_Instructions to follow_
Count the lines in the records below that contain the word "EvalState", and give that figure alone.

_Stored items_
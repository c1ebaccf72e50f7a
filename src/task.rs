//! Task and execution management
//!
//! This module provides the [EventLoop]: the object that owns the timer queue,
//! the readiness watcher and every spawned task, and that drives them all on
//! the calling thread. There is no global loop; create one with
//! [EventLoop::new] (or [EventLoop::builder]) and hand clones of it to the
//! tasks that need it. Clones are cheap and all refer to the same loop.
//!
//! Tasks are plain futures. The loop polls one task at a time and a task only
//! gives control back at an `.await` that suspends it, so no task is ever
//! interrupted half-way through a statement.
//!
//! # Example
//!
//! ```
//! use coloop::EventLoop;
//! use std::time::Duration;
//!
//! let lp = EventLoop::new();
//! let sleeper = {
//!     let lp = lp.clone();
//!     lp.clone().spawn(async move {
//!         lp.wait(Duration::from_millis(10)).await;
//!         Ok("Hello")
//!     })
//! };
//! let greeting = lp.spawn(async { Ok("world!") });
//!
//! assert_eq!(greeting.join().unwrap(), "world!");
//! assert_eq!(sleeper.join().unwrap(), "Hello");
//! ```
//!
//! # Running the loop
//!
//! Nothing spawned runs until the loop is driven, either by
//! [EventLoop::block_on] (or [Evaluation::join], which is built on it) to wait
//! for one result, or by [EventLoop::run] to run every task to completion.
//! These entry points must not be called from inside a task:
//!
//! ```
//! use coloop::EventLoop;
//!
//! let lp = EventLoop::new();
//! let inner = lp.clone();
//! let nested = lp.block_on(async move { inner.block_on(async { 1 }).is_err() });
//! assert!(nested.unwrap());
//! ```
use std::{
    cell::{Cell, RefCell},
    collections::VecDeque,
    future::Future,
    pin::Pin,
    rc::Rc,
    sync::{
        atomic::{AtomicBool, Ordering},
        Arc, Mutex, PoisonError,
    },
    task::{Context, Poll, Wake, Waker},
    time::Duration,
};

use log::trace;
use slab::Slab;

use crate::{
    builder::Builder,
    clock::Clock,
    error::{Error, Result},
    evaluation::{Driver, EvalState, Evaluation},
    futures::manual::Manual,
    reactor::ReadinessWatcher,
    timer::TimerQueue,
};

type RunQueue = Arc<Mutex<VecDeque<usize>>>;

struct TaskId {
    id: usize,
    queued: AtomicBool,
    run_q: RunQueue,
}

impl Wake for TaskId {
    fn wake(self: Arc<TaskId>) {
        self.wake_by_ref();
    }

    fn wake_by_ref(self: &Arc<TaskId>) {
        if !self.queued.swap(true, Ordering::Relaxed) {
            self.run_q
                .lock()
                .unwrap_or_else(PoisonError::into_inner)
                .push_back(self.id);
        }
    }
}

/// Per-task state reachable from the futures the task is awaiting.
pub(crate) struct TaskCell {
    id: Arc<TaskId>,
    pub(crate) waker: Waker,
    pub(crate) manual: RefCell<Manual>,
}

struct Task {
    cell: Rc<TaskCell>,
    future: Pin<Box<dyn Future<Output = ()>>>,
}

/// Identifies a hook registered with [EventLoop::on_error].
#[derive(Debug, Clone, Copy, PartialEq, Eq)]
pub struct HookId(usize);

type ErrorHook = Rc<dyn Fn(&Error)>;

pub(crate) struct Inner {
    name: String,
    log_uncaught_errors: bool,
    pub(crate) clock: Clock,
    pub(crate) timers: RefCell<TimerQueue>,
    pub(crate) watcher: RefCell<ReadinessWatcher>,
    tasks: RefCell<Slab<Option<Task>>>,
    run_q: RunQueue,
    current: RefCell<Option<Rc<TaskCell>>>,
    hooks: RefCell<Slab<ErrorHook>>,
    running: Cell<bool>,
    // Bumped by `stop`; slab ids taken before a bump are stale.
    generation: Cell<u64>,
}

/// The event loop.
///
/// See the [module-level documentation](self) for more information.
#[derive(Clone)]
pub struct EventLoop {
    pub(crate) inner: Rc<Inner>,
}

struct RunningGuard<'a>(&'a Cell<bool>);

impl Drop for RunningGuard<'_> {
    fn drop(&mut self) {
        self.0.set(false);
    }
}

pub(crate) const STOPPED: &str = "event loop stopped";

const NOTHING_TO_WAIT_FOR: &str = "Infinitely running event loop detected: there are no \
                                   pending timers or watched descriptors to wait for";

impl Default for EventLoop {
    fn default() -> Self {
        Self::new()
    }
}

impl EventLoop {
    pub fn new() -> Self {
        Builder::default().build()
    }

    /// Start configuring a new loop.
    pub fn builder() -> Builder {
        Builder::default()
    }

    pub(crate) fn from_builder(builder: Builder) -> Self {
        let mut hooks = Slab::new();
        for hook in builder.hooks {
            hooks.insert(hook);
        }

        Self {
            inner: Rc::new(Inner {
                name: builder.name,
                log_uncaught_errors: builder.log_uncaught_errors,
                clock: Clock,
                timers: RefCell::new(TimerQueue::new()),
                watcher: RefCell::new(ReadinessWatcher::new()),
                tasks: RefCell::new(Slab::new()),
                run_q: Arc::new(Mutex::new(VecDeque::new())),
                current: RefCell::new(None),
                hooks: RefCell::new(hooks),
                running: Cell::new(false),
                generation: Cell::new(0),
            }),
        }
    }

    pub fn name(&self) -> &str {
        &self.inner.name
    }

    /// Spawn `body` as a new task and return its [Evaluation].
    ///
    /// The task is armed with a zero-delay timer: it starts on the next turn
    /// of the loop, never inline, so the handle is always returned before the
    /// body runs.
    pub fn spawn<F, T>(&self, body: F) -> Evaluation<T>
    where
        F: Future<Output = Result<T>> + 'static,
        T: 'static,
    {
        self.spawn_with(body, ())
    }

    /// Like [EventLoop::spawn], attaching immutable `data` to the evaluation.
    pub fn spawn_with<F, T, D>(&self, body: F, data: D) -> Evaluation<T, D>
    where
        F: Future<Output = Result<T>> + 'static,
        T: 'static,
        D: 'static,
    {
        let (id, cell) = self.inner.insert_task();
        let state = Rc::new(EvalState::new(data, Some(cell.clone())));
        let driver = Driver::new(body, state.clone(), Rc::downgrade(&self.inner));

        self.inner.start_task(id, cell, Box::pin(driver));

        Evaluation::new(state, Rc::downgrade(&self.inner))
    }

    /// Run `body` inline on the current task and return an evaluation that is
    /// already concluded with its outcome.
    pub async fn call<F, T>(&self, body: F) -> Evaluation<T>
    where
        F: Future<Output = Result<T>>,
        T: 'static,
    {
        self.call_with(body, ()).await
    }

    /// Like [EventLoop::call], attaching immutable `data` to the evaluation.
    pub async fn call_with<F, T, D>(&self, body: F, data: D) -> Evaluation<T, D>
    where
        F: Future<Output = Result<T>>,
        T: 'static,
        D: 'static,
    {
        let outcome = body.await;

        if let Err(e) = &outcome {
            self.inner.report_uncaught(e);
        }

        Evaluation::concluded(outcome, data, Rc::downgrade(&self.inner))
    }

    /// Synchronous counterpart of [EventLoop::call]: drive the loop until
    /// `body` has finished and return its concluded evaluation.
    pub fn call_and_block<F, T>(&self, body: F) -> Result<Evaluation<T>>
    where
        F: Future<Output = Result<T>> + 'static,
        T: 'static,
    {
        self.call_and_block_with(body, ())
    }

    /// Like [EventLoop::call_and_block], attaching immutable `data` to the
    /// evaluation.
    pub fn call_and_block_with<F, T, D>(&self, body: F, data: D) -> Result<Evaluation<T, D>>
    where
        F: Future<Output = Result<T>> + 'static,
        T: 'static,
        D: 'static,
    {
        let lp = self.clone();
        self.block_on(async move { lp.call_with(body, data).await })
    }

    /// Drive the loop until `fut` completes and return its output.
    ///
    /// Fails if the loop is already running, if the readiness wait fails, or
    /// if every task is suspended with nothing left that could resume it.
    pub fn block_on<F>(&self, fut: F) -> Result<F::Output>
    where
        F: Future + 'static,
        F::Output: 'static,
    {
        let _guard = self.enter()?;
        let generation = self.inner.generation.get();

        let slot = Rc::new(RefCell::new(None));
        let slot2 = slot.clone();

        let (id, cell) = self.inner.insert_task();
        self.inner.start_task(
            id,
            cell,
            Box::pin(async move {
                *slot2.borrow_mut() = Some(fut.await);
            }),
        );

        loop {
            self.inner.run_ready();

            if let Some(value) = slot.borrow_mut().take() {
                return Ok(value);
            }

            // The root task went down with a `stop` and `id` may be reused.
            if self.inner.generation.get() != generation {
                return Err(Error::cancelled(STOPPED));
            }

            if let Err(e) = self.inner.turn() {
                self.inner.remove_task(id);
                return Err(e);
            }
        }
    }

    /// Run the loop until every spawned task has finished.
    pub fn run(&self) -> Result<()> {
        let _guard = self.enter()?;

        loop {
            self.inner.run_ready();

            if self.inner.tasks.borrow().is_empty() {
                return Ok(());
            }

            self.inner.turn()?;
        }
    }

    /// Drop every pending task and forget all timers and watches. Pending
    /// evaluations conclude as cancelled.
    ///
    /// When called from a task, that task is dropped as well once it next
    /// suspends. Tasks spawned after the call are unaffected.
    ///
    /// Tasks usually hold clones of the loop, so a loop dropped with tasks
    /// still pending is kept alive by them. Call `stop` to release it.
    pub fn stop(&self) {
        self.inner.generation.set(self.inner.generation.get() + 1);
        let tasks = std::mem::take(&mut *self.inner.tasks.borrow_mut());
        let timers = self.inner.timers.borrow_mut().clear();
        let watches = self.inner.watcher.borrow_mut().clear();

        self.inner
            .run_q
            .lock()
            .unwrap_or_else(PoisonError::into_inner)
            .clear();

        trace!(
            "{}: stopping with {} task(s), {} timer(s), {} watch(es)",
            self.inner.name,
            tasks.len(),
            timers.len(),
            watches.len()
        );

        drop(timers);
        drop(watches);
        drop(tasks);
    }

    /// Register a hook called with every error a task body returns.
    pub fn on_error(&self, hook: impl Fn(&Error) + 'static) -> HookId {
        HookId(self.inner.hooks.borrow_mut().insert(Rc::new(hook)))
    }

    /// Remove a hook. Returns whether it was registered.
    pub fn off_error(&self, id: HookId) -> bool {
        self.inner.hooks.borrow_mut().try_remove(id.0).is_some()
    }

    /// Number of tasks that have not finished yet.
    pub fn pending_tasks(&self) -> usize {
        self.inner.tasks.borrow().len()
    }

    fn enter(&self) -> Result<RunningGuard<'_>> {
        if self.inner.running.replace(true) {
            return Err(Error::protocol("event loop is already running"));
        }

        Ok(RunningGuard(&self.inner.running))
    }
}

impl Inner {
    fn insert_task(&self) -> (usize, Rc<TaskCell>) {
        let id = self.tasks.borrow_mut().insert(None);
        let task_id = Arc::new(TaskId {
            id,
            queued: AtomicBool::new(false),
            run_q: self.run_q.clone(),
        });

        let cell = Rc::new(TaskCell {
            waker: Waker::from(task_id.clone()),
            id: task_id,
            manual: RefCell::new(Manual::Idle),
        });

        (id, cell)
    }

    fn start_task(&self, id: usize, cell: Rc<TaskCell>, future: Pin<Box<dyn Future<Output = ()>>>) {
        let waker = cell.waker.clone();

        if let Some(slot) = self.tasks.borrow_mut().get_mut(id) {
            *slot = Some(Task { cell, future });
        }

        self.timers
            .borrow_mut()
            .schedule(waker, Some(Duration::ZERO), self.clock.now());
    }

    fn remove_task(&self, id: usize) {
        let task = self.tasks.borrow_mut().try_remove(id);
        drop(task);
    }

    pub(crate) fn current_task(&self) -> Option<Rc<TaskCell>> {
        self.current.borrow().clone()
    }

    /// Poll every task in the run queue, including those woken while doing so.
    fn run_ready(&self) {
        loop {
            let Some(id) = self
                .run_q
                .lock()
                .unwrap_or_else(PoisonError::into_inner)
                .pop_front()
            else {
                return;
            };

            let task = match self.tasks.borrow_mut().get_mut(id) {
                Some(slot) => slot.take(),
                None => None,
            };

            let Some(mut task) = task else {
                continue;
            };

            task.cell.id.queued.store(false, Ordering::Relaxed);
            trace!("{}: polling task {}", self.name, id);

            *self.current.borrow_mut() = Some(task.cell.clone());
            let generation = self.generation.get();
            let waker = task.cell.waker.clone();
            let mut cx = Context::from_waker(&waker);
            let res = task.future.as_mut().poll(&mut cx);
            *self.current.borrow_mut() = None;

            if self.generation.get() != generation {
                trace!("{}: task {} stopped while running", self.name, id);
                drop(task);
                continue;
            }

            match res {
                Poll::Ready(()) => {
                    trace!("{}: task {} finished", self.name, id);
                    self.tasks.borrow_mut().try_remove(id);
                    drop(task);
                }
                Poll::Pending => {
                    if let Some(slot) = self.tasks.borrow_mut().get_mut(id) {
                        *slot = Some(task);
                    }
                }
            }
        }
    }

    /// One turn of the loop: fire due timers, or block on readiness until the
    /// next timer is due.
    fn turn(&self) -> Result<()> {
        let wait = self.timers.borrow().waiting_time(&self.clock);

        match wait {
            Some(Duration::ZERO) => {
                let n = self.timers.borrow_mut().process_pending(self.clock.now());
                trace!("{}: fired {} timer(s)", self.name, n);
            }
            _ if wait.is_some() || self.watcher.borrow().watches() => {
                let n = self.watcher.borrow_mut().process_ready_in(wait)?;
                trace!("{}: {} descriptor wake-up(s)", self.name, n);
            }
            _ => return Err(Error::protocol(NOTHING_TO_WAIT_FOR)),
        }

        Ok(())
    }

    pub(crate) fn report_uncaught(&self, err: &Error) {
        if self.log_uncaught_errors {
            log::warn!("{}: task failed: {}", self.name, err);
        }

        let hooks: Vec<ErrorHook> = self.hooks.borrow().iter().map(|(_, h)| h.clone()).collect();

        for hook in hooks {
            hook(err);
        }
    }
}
--
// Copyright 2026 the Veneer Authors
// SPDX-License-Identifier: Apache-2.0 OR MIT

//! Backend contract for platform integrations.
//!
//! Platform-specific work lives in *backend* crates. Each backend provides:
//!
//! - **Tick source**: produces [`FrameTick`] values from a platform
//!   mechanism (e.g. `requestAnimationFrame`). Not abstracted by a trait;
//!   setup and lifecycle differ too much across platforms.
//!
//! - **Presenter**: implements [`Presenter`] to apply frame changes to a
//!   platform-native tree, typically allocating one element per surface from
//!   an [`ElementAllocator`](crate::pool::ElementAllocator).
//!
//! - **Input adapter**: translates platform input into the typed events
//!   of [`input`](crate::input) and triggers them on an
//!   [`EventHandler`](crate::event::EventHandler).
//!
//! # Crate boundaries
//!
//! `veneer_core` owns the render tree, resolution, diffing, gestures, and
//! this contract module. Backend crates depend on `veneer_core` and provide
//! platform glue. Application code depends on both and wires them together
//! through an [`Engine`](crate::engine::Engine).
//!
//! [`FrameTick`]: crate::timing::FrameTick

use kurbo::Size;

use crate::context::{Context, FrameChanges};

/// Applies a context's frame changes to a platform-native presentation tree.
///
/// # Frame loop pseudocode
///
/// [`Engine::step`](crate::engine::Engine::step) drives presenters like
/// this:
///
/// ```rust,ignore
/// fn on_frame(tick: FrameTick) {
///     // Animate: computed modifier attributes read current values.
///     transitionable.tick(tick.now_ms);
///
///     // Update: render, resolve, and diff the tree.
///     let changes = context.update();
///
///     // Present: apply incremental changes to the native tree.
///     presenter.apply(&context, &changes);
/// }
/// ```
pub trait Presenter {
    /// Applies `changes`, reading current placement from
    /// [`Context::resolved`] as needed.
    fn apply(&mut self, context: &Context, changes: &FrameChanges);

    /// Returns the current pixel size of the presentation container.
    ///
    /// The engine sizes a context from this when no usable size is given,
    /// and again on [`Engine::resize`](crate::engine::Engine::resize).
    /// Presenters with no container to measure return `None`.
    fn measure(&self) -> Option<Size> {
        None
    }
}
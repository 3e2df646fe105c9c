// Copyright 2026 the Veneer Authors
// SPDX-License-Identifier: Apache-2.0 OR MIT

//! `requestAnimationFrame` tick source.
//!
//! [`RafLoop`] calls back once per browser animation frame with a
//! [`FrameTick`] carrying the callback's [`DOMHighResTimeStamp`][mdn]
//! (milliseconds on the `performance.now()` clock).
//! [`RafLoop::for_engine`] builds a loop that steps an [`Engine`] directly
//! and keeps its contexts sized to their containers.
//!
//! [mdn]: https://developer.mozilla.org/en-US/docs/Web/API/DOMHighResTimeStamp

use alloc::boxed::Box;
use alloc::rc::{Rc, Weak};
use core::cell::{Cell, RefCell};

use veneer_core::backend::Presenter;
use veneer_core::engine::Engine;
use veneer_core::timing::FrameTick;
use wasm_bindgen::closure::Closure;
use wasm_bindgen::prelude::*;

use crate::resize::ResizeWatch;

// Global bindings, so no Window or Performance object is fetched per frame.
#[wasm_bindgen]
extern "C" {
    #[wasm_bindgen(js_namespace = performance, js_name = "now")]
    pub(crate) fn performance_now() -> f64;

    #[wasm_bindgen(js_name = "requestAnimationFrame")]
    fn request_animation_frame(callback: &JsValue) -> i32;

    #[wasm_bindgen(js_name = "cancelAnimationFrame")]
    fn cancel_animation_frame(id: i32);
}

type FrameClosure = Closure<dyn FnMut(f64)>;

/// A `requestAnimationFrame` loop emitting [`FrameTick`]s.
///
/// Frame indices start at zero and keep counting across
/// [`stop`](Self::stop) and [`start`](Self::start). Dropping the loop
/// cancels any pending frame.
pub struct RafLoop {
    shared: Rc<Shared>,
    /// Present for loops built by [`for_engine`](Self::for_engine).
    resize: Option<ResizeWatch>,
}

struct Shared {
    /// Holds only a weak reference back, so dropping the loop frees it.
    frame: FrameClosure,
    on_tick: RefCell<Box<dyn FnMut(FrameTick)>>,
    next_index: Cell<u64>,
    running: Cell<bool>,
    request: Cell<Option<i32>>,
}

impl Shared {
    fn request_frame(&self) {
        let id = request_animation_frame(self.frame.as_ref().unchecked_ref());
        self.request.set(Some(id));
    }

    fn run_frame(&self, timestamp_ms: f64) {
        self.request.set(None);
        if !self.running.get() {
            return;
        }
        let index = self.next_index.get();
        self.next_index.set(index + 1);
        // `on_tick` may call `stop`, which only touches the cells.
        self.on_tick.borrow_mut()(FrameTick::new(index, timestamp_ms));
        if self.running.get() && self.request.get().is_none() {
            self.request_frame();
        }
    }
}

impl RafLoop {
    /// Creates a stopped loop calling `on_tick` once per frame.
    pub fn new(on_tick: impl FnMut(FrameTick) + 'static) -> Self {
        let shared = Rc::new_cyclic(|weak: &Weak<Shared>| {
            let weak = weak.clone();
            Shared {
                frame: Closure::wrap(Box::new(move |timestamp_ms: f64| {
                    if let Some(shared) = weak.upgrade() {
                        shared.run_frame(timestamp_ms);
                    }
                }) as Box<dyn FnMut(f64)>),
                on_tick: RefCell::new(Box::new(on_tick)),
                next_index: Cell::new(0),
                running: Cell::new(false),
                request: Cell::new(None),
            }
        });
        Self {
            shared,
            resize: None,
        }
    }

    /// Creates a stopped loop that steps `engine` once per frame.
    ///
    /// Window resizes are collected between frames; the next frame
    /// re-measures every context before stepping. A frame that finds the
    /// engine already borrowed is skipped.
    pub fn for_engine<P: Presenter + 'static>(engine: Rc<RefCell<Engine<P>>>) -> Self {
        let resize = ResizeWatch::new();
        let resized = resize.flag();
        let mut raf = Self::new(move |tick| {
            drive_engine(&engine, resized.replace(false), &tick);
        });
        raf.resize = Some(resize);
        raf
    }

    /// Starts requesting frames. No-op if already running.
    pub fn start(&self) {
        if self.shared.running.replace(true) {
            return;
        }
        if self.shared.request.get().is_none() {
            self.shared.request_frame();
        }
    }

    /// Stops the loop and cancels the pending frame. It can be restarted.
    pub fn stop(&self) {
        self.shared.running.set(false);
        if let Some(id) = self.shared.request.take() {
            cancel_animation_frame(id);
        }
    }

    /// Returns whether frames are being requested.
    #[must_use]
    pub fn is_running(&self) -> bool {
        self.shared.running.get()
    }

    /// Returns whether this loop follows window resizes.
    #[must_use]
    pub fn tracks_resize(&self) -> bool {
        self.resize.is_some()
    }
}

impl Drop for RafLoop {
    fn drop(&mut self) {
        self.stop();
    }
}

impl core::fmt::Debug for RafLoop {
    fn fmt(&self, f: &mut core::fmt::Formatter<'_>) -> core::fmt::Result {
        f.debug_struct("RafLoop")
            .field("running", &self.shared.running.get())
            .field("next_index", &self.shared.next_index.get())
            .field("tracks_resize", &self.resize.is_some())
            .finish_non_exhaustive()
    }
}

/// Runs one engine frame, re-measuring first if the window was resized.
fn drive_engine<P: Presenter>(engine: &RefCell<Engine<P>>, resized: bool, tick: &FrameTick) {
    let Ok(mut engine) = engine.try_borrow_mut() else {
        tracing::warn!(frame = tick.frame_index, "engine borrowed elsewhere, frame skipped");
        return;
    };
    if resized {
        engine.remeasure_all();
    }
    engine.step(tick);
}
--
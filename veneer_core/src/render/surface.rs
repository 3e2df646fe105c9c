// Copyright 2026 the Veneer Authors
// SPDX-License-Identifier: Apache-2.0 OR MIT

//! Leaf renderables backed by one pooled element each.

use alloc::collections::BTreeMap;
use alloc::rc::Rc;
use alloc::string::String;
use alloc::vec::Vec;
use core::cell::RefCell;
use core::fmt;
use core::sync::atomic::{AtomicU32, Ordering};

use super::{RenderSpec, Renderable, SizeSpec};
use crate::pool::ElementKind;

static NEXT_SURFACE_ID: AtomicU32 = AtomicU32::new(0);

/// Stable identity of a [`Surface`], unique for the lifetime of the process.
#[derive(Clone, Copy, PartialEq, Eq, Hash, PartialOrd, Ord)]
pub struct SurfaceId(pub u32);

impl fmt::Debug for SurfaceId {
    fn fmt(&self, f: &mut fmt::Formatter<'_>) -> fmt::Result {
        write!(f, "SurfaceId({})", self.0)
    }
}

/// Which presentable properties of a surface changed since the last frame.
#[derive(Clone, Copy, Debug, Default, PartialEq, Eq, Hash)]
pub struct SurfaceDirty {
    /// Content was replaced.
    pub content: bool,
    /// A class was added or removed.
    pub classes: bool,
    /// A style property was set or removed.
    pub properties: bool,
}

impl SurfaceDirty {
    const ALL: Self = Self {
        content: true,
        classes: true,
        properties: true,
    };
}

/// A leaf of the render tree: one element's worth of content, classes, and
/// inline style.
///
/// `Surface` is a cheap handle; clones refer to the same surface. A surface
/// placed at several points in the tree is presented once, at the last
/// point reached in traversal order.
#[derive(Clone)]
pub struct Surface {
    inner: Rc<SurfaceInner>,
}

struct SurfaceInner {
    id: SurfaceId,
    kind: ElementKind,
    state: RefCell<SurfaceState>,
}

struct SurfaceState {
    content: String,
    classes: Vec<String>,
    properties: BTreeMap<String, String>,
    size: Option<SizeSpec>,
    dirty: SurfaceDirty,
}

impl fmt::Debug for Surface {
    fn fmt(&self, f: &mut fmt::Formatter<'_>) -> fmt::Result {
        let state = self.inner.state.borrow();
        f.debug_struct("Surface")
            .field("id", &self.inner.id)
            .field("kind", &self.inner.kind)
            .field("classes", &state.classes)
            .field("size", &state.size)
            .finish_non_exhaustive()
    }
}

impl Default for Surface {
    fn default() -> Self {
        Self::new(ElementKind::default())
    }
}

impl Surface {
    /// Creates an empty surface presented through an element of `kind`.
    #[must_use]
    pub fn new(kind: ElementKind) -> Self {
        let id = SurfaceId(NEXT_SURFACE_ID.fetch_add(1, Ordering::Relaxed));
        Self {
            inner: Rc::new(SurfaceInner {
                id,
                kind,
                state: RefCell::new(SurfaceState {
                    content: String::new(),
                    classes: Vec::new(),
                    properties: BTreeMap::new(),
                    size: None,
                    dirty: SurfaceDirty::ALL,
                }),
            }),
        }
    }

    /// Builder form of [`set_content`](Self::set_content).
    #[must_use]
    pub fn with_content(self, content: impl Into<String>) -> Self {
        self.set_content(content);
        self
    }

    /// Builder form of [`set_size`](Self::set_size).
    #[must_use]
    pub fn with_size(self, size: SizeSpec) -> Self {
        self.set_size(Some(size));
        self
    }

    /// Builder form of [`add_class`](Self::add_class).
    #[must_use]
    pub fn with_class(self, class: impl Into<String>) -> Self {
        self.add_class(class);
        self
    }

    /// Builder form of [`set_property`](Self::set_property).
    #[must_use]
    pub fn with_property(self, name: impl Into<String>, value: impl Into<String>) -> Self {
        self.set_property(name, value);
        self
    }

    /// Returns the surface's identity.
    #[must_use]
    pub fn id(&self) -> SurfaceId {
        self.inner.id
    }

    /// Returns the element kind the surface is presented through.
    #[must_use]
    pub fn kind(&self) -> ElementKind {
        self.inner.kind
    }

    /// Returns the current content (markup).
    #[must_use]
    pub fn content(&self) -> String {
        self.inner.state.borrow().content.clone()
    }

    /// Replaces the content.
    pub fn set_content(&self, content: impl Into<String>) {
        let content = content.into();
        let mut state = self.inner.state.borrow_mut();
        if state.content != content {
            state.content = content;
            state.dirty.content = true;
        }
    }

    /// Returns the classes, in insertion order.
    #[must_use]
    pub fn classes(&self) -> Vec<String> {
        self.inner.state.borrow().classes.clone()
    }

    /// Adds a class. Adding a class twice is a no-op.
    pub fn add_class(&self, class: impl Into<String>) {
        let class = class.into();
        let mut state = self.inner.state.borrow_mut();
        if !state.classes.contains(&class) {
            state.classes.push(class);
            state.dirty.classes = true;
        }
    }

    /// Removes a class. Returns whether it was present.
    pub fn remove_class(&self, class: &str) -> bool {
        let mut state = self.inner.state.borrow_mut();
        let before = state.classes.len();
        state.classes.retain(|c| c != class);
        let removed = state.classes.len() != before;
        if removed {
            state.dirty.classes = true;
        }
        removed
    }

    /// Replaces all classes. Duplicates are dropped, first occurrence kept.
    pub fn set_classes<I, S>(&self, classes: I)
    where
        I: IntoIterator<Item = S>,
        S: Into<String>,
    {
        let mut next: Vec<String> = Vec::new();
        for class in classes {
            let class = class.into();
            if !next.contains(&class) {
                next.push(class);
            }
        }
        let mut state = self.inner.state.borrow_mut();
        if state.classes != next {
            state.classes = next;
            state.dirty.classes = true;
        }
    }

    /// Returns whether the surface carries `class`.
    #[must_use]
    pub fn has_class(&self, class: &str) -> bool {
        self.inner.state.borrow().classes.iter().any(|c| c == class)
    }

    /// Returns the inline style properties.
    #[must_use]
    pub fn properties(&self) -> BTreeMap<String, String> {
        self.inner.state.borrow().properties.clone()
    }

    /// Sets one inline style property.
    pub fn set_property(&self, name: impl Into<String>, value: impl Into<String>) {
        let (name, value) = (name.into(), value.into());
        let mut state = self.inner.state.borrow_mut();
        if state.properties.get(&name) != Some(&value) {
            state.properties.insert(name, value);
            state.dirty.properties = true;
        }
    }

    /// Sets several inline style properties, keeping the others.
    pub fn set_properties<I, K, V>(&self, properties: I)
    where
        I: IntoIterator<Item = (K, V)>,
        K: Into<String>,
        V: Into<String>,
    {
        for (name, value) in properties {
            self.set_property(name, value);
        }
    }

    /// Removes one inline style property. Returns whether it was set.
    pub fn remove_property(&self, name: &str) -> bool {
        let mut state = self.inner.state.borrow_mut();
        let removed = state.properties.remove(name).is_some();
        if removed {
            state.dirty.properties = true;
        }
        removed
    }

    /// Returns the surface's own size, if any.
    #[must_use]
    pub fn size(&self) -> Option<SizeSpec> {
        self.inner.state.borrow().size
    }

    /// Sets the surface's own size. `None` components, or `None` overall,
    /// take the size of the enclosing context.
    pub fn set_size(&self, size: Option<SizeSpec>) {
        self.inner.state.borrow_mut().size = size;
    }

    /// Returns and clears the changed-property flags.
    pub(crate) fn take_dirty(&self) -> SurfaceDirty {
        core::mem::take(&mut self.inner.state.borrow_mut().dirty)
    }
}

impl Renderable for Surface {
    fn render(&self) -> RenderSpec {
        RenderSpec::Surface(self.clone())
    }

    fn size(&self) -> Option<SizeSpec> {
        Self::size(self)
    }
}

_Solved problem_
2